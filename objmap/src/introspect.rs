//! Candidate members of a type
//!
//! Readable members are mapping sources; writable members are targets. Both
//! keep declaration order.

use crate::reflect::{MemberInfo, TypeInfo};

/// Members that can be read (candidate sources)
pub fn source_members(info: &'static TypeInfo) -> impl Iterator<Item = &'static MemberInfo> {
    info.members().iter().filter(|m| m.is_readable())
}

/// Members that can be written (candidate targets)
pub fn target_members(info: &'static TypeInfo) -> impl Iterator<Item = &'static MemberInfo> {
    info.members().iter().filter(|m| m.is_writable())
}
//! Member compatibility decisions
//!
//! [`can_convert`] is the single naming heuristic of the engine. The
//! convention strategy uses it to discover rules; non-strict reflective rules
//! re-run it when they apply.

mod coerce;

pub use coerce::convert;

use crate::error::ConversionError;
use crate::reflect::{MemberInfo, Reflect, Value, ValueType};

/// Outcome of matching a source member against a target member
#[derive(Debug, Clone, Copy)]
pub enum Compatibility {
    Incompatible,
    /// Names match and the types convert
    Direct,
    /// The target reads a member of the source member's own object
    Flattened(&'static MemberInfo),
}

impl Compatibility {
    pub fn is_compatible(&self) -> bool {
        !matches!(self, Compatibility::Incompatible)
    }
}

impl PartialEq for Compatibility {
    fn eq(&self, other: &Self) -> bool {
        match (self, other) {
            (Compatibility::Incompatible, Compatibility::Incompatible) => true,
            (Compatibility::Direct, Compatibility::Direct) => true,
            (Compatibility::Flattened(a), Compatibility::Flattened(b)) => std::ptr::eq(*a, *b),
            _ => false,
        }
    }
}

/// Decide whether `source` can populate `target`, and how
pub fn can_convert(source: &MemberInfo, target: &MemberInfo) -> Compatibility {
    if source.name() == target.name() {
        return if is_convertible(source.value_type(), target.value_type()) {
            Compatibility::Direct
        } else {
            Compatibility::Incompatible
        };
    }

    match flattened_member(source, target.name()) {
        Some(nested) if is_convertible(nested.value_type(), target.value_type()) => {
            Compatibility::Flattened(nested)
        }
        _ => Compatibility::Incompatible,
    }
}

/// `inner` + `name` -> `inner_name` (or `innerName`, `InnerName`)
fn flattened_member(source: &MemberInfo, target_name: &str) -> Option<&'static MemberInfo> {
    let prefix = source.name();
    let head = target_name.get(..prefix.len())?;
    if !head.eq_ignore_ascii_case(prefix) {
        return None;
    }
    let remainder = &target_name[prefix.len()..];
    let remainder = remainder.strip_prefix('_').unwrap_or(remainder);
    if remainder.is_empty() {
        return None;
    }

    let nested_type = source.value_type().object_type()?;
    nested_type
        .members()
        .iter()
        .find(|m| m.is_readable() && m.name().eq_ignore_ascii_case(remainder))
}

/// Whether values declared as `source` can be stored in a `target` member
///
/// Holds for assignable types (including `T` into `Option<T>`), any pair of
/// primitives, any type into text, and lists whose elements convert.
/// `Option<A>` into `B` is accepted when `A` converts; a null then fails at
/// runtime.
pub fn is_convertible(source: &ValueType, target: &ValueType) -> bool {
    let (source, target) = (source.non_null(), target.non_null());
    if source == target || target.is_text() {
        return true;
    }
    if source.is_primitive() && target.is_primitive() {
        return true;
    }
    match (source, target) {
        (ValueType::List(a), ValueType::List(b)) => is_convertible(a, b),
        _ => false,
    }
}

/// How a planned copy reads its source value
#[derive(Debug, Clone, Copy)]
pub enum SourceAccessor {
    Direct(&'static MemberInfo),
    Flattened {
        outer: &'static MemberInfo,
        inner: &'static MemberInfo,
    },
}

impl SourceAccessor {
    /// Pick the accessor matching a compatibility decision
    pub fn for_compatibility(source: &'static MemberInfo, compat: Compatibility) -> Option<Self> {
        match compat {
            Compatibility::Incompatible => None,
            Compatibility::Direct => Some(SourceAccessor::Direct(source)),
            Compatibility::Flattened(inner) => Some(SourceAccessor::Flattened { outer: source, inner }),
        }
    }

    /// Declared type of the value this accessor produces
    pub fn value_type(&self) -> &ValueType {
        match self {
            SourceAccessor::Direct(member) => member.value_type(),
            SourceAccessor::Flattened { inner, .. } => inner.value_type(),
        }
    }

    /// Read the source value
    ///
    /// Returns `None` when a flattened read finds the outer object absent; the
    /// target member is then left untouched.
    pub fn read(&self, source: &dyn Reflect) -> Result<Option<Value>, ConversionError> {
        match self {
            SourceAccessor::Direct(member) => member.get(source).map(Some),
            SourceAccessor::Flattened { outer, inner } => match outer.get(source)? {
                Value::Null => Ok(None),
                Value::Object(obj) => inner.get(obj.as_reflect()).map(Some),
                other => Err(ConversionError::unsupported(&other, outer.value_type())),
            },
        }
    }
}
//! Strategies that produce mapping rules for a type pair
//!
//! Each strategy looks at the two types from a different angle (member
//! names, declarative tags, runtime registrations, external configuration,
//! nested mappers) and contributes a [`RuleSet`]. The composite mapper merges
//! them in precedence order.

mod association;
mod attribute;
mod configured;
mod convention;
mod manual;

pub use association::AssociationStrategy;
pub use attribute::AttributeStrategy;
pub use configured::ConfiguredStrategy;
pub use convention::ConventionStrategy;
pub use manual::ManualStrategy;

use std::sync::Arc;

use serde::{Deserialize, Serialize};

use crate::config::MappingConfiguration;
use crate::error::{MapperError, Result};
use crate::reflect::TypeInfo;
use crate::repository::{Inclusion, WeakRepository};
use crate::rules::RuleSet;

/// Kind of strategy, as listed in mapping options
#[derive(Debug, Clone, Copy, PartialEq, Eq, Hash, Serialize, Deserialize)]
#[serde(rename_all = "lowercase")]
pub enum StrategyKind {
    Convention,
    Attribute,
    Manual,
    Configuration,
    Association,
}

impl StrategyKind {
    pub fn all_variants() -> &'static [StrategyKind] {
        &[
            StrategyKind::Convention,
            StrategyKind::Attribute,
            StrategyKind::Manual,
            StrategyKind::Configuration,
            StrategyKind::Association,
        ]
    }

    pub fn as_str(&self) -> &'static str {
        match self {
            StrategyKind::Convention => "convention",
            StrategyKind::Attribute => "attribute",
            StrategyKind::Manual => "manual",
            StrategyKind::Configuration => "configuration",
            StrategyKind::Association => "association",
        }
    }
}

impl std::fmt::Display for StrategyKind {
    fn fmt(&self, f: &mut std::fmt::Formatter<'_>) -> std::fmt::Result {
        write!(f, "{}", self.as_str())
    }
}

impl std::str::FromStr for StrategyKind {
    type Err = MapperError;

    fn from_str(s: &str) -> Result<Self> {
        let name = s.trim();
        StrategyKind::all_variants()
            .iter()
            .copied()
            .find(|kind| kind.as_str().eq_ignore_ascii_case(name))
            .ok_or_else(|| MapperError::configuration(format!("unknown mapping strategy '{}'", name)))
    }
}

/// Everything a strategy may consult when producing rules
#[derive(Clone)]
pub struct StrategyContext {
    pub source: &'static TypeInfo,
    pub target: &'static TypeInfo,
    pub inclusions: Vec<Inclusion>,
    pub repository: WeakRepository,
    pub configuration: Arc<MappingConfiguration>,
}

impl StrategyContext {
    pub fn new(
        source: &'static TypeInfo,
        target: &'static TypeInfo,
        inclusions: &[Inclusion],
        repository: WeakRepository,
        configuration: Arc<MappingConfiguration>,
    ) -> Self {
        StrategyContext {
            source,
            target,
            inclusions: inclusions.to_vec(),
            repository,
            configuration,
        }
    }
}

/// One configured strategy instance
pub enum MappingStrategy {
    Convention(ConventionStrategy),
    Attribute(AttributeStrategy),
    Manual(ManualStrategy),
    Configuration(ConfiguredStrategy),
    Association(AssociationStrategy),
}

impl MappingStrategy {
    pub fn new(kind: StrategyKind, context: &StrategyContext) -> Self {
        match kind {
            StrategyKind::Convention => MappingStrategy::Convention(ConventionStrategy),
            StrategyKind::Attribute => MappingStrategy::Attribute(AttributeStrategy),
            StrategyKind::Manual => MappingStrategy::Manual(ManualStrategy::new(context)),
            StrategyKind::Configuration => MappingStrategy::Configuration(ConfiguredStrategy),
            StrategyKind::Association => MappingStrategy::Association(AssociationStrategy),
        }
    }

    pub fn kind(&self) -> StrategyKind {
        match self {
            MappingStrategy::Convention(_) => StrategyKind::Convention,
            MappingStrategy::Attribute(_) => StrategyKind::Attribute,
            MappingStrategy::Manual(_) => StrategyKind::Manual,
            MappingStrategy::Configuration(_) => StrategyKind::Configuration,
            MappingStrategy::Association(_) => StrategyKind::Association,
        }
    }

    /// Produce this strategy's rules for the context's type pair
    pub fn produce_rules(&self, context: &StrategyContext) -> Result<RuleSet> {
        let rules = match self {
            MappingStrategy::Convention(s) => s.produce_rules(context),
            MappingStrategy::Attribute(s) => s.produce_rules(context),
            MappingStrategy::Manual(s) => s.produce_rules(context),
            MappingStrategy::Configuration(s) => s.produce_rules(context),
            MappingStrategy::Association(s) => s.produce_rules(context),
        }?;
        log::debug!(
            "{} strategy produced {} rules for {} -> {}",
            self.kind(),
            rules.len(),
            context.source.name(),
            context.target.name()
        );
        Ok(rules)
    }

    /// The strategy that accepts runtime registrations
    pub fn as_manual_mut(&mut self) -> Option<&mut ManualStrategy> {
        match self {
            MappingStrategy::Manual(manual) => Some(manual),
            _ => None,
        }
    }
}

impl std::fmt::Debug for MappingStrategy {
    fn fmt(&self, f: &mut std::fmt::Formatter<'_>) -> std::fmt::Result {
        write!(f, "MappingStrategy({})", self.kind())
    }
}

#[cfg(test)]
mod tests {
    use super::*;

    #[test]
    fn test_kind_parsing() {
        assert_eq!("convention".parse::<StrategyKind>().unwrap(), StrategyKind::Convention);
        assert_eq!(" Manual ".parse::<StrategyKind>().unwrap(), StrategyKind::Manual);
        let err = "reflection".parse::<StrategyKind>().unwrap_err();
        assert!(matches!(err, MapperError::Configuration(_)));
    }

    #[test]
    fn test_kind_display_round_trips() {
        for kind in StrategyKind::all_variants() {
            assert_eq!(kind.to_string().parse::<StrategyKind>().unwrap(), *kind);
        }
    }

    #[test]
    fn test_kind_serde_is_lowercase() {
        let json = serde_json::to_string(&StrategyKind::Association).unwrap();
        assert_eq!(json, "\"association\"");
    }
}
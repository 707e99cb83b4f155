//! Mapping rules: one source-to-target member binding each

pub mod compile;
mod set;

pub use set::{OverwritePolicy, RuleSet};

use std::sync::Arc;

use anyhow::anyhow;

use crate::convert::{can_convert, convert, Compatibility, SourceAccessor};
use crate::mapper::ObjectMapper;
use crate::reflect::{MemberInfo, ObjectValue, Reflect, TypeInfo, Value};

/// Arbitrary user code run as a rule
pub type MappingAction =
    Arc<dyn Fn(&dyn Reflect, &mut dyn Reflect) -> anyhow::Result<()> + Send + Sync>;

/// How a rule moves its value
#[derive(Clone)]
pub enum RuleKind {
    /// Copy through member accessors
    ///
    /// Non-strict rules re-run [`can_convert`] on every apply, which lets them
    /// flatten nested members. Strict rules convert the source member straight
    /// into the target member type.
    Reflective {
        source: &'static MemberInfo,
        target: &'static MemberInfo,
        strict: bool,
    },
    /// Run a user action
    Delegate(MappingAction),
    /// Route an object, optional object or list member through another mapper
    Mapper {
        mapper: Arc<dyn ObjectMapper>,
        source: &'static MemberInfo,
        target: &'static MemberInfo,
    },
}

/// One target member binding plus its apply operation
///
/// Member names are display and lookup keys. Delegate rules may use
/// descriptive names that are not real members.
#[derive(Clone)]
pub struct MappingRule {
    source_member: String,
    target_member: String,
    kind: RuleKind,
}

impl MappingRule {
    pub fn reflective(source: &'static MemberInfo, target: &'static MemberInfo, strict: bool) -> Self {
        MappingRule {
            source_member: source.name().to_string(),
            target_member: target.name().to_string(),
            kind: RuleKind::Reflective { source, target, strict },
        }
    }

    pub fn delegate(
        source_member: impl Into<String>,
        target_member: impl Into<String>,
        action: MappingAction,
    ) -> Self {
        MappingRule {
            source_member: source_member.into(),
            target_member: target_member.into(),
            kind: RuleKind::Delegate(action),
        }
    }

    pub fn mapper(
        mapper: Arc<dyn ObjectMapper>,
        source: &'static MemberInfo,
        target: &'static MemberInfo,
    ) -> Self {
        MappingRule {
            source_member: source.name().to_string(),
            target_member: target.name().to_string(),
            kind: RuleKind::Mapper { mapper, source, target },
        }
    }

    pub fn source_member(&self) -> &str {
        &self.source_member
    }

    pub fn target_member(&self) -> &str {
        &self.target_member
    }

    pub fn kind(&self) -> &RuleKind {
        &self.kind
    }

    pub fn is_reflective(&self) -> bool {
        matches!(self.kind, RuleKind::Reflective { .. })
    }

    /// Apply the rule to one source/target pair
    pub fn apply(&self, source: &dyn Reflect, target: &mut dyn Reflect) -> anyhow::Result<()> {
        log::trace!("applying rule {} -> {}", self.source_member, self.target_member);
        match &self.kind {
            RuleKind::Reflective { source: from, target: to, strict } => {
                apply_reflective(from, to, *strict, source, target)
            }
            RuleKind::Delegate(action) => action(source, target),
            RuleKind::Mapper { mapper, source: from, target: to } => {
                apply_mapper(mapper.as_ref(), from, to, source, target)
            }
        }
    }
}

impl std::fmt::Debug for MappingRule {
    fn fmt(&self, f: &mut std::fmt::Formatter<'_>) -> std::fmt::Result {
        let kind = match &self.kind {
            RuleKind::Reflective { strict: true, .. } => "reflective(strict)",
            RuleKind::Reflective { .. } => "reflective",
            RuleKind::Delegate(_) => "delegate",
            RuleKind::Mapper { .. } => "mapper",
        };
        f.debug_struct("MappingRule")
            .field("source_member", &self.source_member)
            .field("target_member", &self.target_member)
            .field("kind", &kind)
            .finish()
    }
}

fn apply_reflective(
    from: &'static MemberInfo,
    to: &'static MemberInfo,
    strict: bool,
    source: &dyn Reflect,
    target: &mut dyn Reflect,
) -> anyhow::Result<()> {
    let accessor = if strict {
        SourceAccessor::Direct(from)
    } else {
        match can_convert(from, to) {
            Compatibility::Incompatible => {
                return Err(anyhow!(
                    "{} ({}) cannot populate {} ({})",
                    from.name(),
                    from.value_type(),
                    to.name(),
                    to.value_type()
                ));
            }
            compat => SourceAccessor::for_compatibility(from, compat)
                .ok_or_else(|| anyhow!("no accessor for {}", from.name()))?,
        }
    };

    let Some(value) = accessor.read(source)? else {
        return Ok(());
    };
    let value = convert(value, to.value_type())?;
    to.set(target, value)?;
    Ok(())
}

fn apply_mapper(
    mapper: &dyn ObjectMapper,
    from: &'static MemberInfo,
    to: &'static MemberInfo,
    source: &dyn Reflect,
    target: &mut dyn Reflect,
) -> anyhow::Result<()> {
    let value = from.get(source)?;
    let existing = if to.is_readable() && !to.value_type().non_null().is_list() {
        to.get(target)?.as_object().cloned()
    } else {
        None
    };
    let mapped = map_value(mapper, value, existing)?;
    to.set(target, mapped)?;
    Ok(())
}

/// Map a nested object or a list of objects through `mapper`
fn map_value(mapper: &dyn ObjectMapper, value: Value, existing: Option<ObjectValue>) -> anyhow::Result<Value> {
    match value {
        Value::Null => Ok(Value::Null),
        Value::Object(obj) => {
            let mut into = match existing {
                Some(current) if current.type_info().type_id() == mapper.target_type().type_id() => current,
                _ => construct(mapper.target_type())?,
            };
            mapper.map_object(obj.as_reflect(), into.as_reflect_mut())?;
            Ok(Value::Object(into))
        }
        Value::List(items) => items
            .into_iter()
            .map(|item| map_value(mapper, item, None))
            .collect::<anyhow::Result<Vec<_>>>()
            .map(Value::List),
        other => Err(anyhow!(
            "expected a {} object or a list of them, got {}",
            mapper.source_type().name(),
            other.kind()
        )),
    }
}

fn construct(info: &'static TypeInfo) -> anyhow::Result<ObjectValue> {
    info.construct()
        .map(ObjectValue::from_boxed)
        .ok_or_else(|| anyhow!("{} has no default constructor", info.name()))
}
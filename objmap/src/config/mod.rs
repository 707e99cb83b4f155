//! Mapping options and external configuration
//!
//! Options decide which strategies a repository builds, and in which order.
//! A single TOML file can carry both the strategy list and the member pairs
//! of the configuration strategy:
//!
//! ```toml
//! strategies = ["manual", "attribute", "configuration", "association", "convention"]
//!
//! [[mappings]]
//! source = "Person"
//! target = "PersonDto"
//! members = [{ source = "first_name", target = "given_name" }]
//! ```

mod source;

pub use source::{default_path, MappingConfiguration, MemberPair, TypeMapping, CONFIG_ENV};

use std::path::Path;
use std::sync::Arc;

use anyhow::Context;
use serde::Deserialize;

use crate::error::{MapperError, Result};
use crate::strategy::StrategyKind;

/// Precedence used when nothing else is configured
pub const DEFAULT_STRATEGIES: [StrategyKind; 5] = [
    StrategyKind::Manual,
    StrategyKind::Attribute,
    StrategyKind::Configuration,
    StrategyKind::Association,
    StrategyKind::Convention,
];

/// Ordered strategy kinds plus the external configuration source
///
/// The strategy list is validated on construction: it must be non-empty and
/// free of duplicates.
#[derive(Debug, Clone)]
pub struct MappingOptions {
    strategies: Vec<StrategyKind>,
    configuration: Arc<MappingConfiguration>,
}

impl Default for MappingOptions {
    fn default() -> Self {
        MappingOptions {
            strategies: DEFAULT_STRATEGIES.to_vec(),
            configuration: Arc::new(MappingConfiguration::default()),
        }
    }
}

impl MappingOptions {
    /// Options with the given precedence and no external configuration
    pub fn new(strategies: impl IntoIterator<Item = StrategyKind>) -> Result<Self> {
        let strategies: Vec<_> = strategies.into_iter().collect();
        validate(&strategies)?;
        Ok(MappingOptions {
            strategies,
            configuration: Arc::new(MappingConfiguration::default()),
        })
    }

    /// Options from strategy names such as `"convention"`
    pub fn from_names<I>(names: I) -> Result<Self>
    where
        I: IntoIterator,
        I::Item: AsRef<str>,
    {
        let strategies = names
            .into_iter()
            .map(|name| name.as_ref().parse::<StrategyKind>())
            .collect::<Result<Vec<_>>>()?;
        Self::new(strategies)
    }

    pub fn builder() -> MappingOptionsBuilder {
        MappingOptionsBuilder::default()
    }

    pub fn with_configuration(mut self, configuration: MappingConfiguration) -> Self {
        self.configuration = Arc::new(configuration);
        self
    }

    pub fn strategies(&self) -> &[StrategyKind] {
        &self.strategies
    }

    pub fn configuration(&self) -> Arc<MappingConfiguration> {
        Arc::clone(&self.configuration)
    }

    /// Parse a strategy list and mappings from one TOML document
    ///
    /// A missing `strategies` key keeps the default precedence.
    pub fn from_toml_str(content: &str) -> Result<Self> {
        let file: OptionsFile = toml::from_str(content)
            .map_err(|e| MapperError::configuration(format!("invalid TOML mapping options: {}", e)))?;
        file.into_options()
    }

    /// Load options from `$OBJMAP_CONFIG` or the user config directory
    ///
    /// A missing file yields the default options.
    pub fn load_default() -> anyhow::Result<Self> {
        match default_path() {
            Some(path) if path.exists() => Self::load(path),
            Some(path) => {
                log::debug!("no mapping options at {}, using defaults", path.display());
                Ok(Self::default())
            }
            None => Ok(Self::default()),
        }
    }

    /// Load options from a TOML or JSON file
    pub fn load(path: impl AsRef<Path>) -> anyhow::Result<Self> {
        let path = path.as_ref();
        let content = std::fs::read_to_string(path)
            .with_context(|| format!("Failed to read mapping options: {}", path.display()))?;
        let options = match source::Format::of(path)? {
            source::Format::Toml => Self::from_toml_str(&content),
            source::Format::Json => serde_json::from_str::<OptionsFile>(&content)
                .map_err(|e| MapperError::configuration(format!("invalid JSON mapping options: {}", e)))
                .and_then(OptionsFile::into_options),
        }
        .with_context(|| format!("Failed to parse mapping options: {}", path.display()))?;
        Ok(options)
    }
}

fn validate(strategies: &[StrategyKind]) -> Result<()> {
    if strategies.is_empty() {
        return Err(MapperError::configuration("at least one mapping strategy is required"));
    }
    for (i, kind) in strategies.iter().enumerate() {
        if strategies[..i].contains(kind) {
            return Err(MapperError::configuration(format!(
                "mapping strategy '{}' is listed more than once",
                kind
            )));
        }
    }
    Ok(())
}

#[derive(Debug, Deserialize)]
struct OptionsFile {
    #[serde(default)]
    strategies: Option<Vec<String>>,
    #[serde(default)]
    mappings: Vec<TypeMapping>,
}

impl OptionsFile {
    fn into_options(self) -> Result<MappingOptions> {
        let options = match self.strategies {
            Some(names) => MappingOptions::from_names(names)?,
            None => MappingOptions::default(),
        };
        Ok(options.with_configuration(MappingConfiguration {
            mappings: self.mappings,
        }))
    }
}

/// Builder for [`MappingOptions`]
#[derive(Debug, Default)]
pub struct MappingOptionsBuilder {
    strategies: Vec<StrategyKind>,
    configuration: MappingConfiguration,
}

impl MappingOptionsBuilder {
    /// Append a strategy; earlier ones take precedence
    pub fn strategy(mut self, kind: StrategyKind) -> Self {
        self.strategies.push(kind);
        self
    }

    pub fn configuration(mut self, configuration: MappingConfiguration) -> Self {
        self.configuration = configuration;
        self
    }

    pub fn build(self) -> Result<MappingOptions> {
        Ok(MappingOptions::new(self.strategies)?.with_configuration(self.configuration))
    }
}
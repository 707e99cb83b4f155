use super::StrategyContext;
use crate::error::{MapperError, Result};
use crate::introspect::{source_members, target_members};
use crate::reflect::{MemberInfo, TypeInfo};
use crate::repository::Inclusion;
use crate::rules::{MappingRule, OverwritePolicy, RuleSet};

/// Nested objects routed through other mappers
///
/// A like-named member pair whose object types match an inclusion is mapped
/// by the repository's mapper for that inclusion. Members may hold the object
/// itself, an optional object or a list of objects, as long as both sides
/// agree on being a list.
#[derive(Debug, Clone, Copy, Default)]
pub struct AssociationStrategy;

impl AssociationStrategy {
    pub fn produce_rules(&self, context: &StrategyContext) -> Result<RuleSet> {
        let mut rules = RuleSet::new(context.source, context.target, OverwritePolicy::Skip);
        if context.inclusions.is_empty() {
            return Ok(rules);
        }

        for source in source_members(context.source) {
            for target in target_members(context.target) {
                if source.name() != target.name() {
                    continue;
                }
                let Some(inclusion) = matching_inclusion(&context.inclusions, source, target) else {
                    continue;
                };

                let repository = context.repository.upgrade().ok_or_else(|| {
                    MapperError::invalid_operation("the repository that owns this mapper was dropped")
                })?;
                let inner = repository.resolve_dyn(inclusion.source, inclusion.target, &context.inclusions)?;
                rules.add(MappingRule::mapper(inner, source, target))?;
            }
        }

        Ok(rules)
    }
}

fn matching_inclusion<'a>(
    inclusions: &'a [Inclusion],
    source: &MemberInfo,
    target: &MemberInfo,
) -> Option<&'a Inclusion> {
    if source.value_type().non_null().is_list() != target.value_type().non_null().is_list() {
        return None;
    }
    let source_object = source.value_type().associated_object()?.get();
    let target_object = target.value_type().associated_object()?.get();
    inclusions
        .iter()
        .find(|inclusion| same_type(inclusion.source, source_object) && same_type(inclusion.target, target_object))
}

fn same_type(a: &TypeInfo, b: &TypeInfo) -> bool {
    a.type_id() == b.type_id()
}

What to work on: Reproduce exactly the stretch of the material above that starts at the line with "use std::path::Path;" and ends at the line with "pub const DEFAULT_STRATEGIES: [StrategyKind;", both included, and nothing else.

Answer section:
use std::path::Path;
use std::sync::Arc;

use anyhow::Context;
use serde::Deserialize;

use crate::error::{MapperError, Result};
use crate::strategy::StrategyKind;

/// Precedence used when nothing else is configured
pub const DEFAULT_STRATEGIES: [StrategyKind; 5] = [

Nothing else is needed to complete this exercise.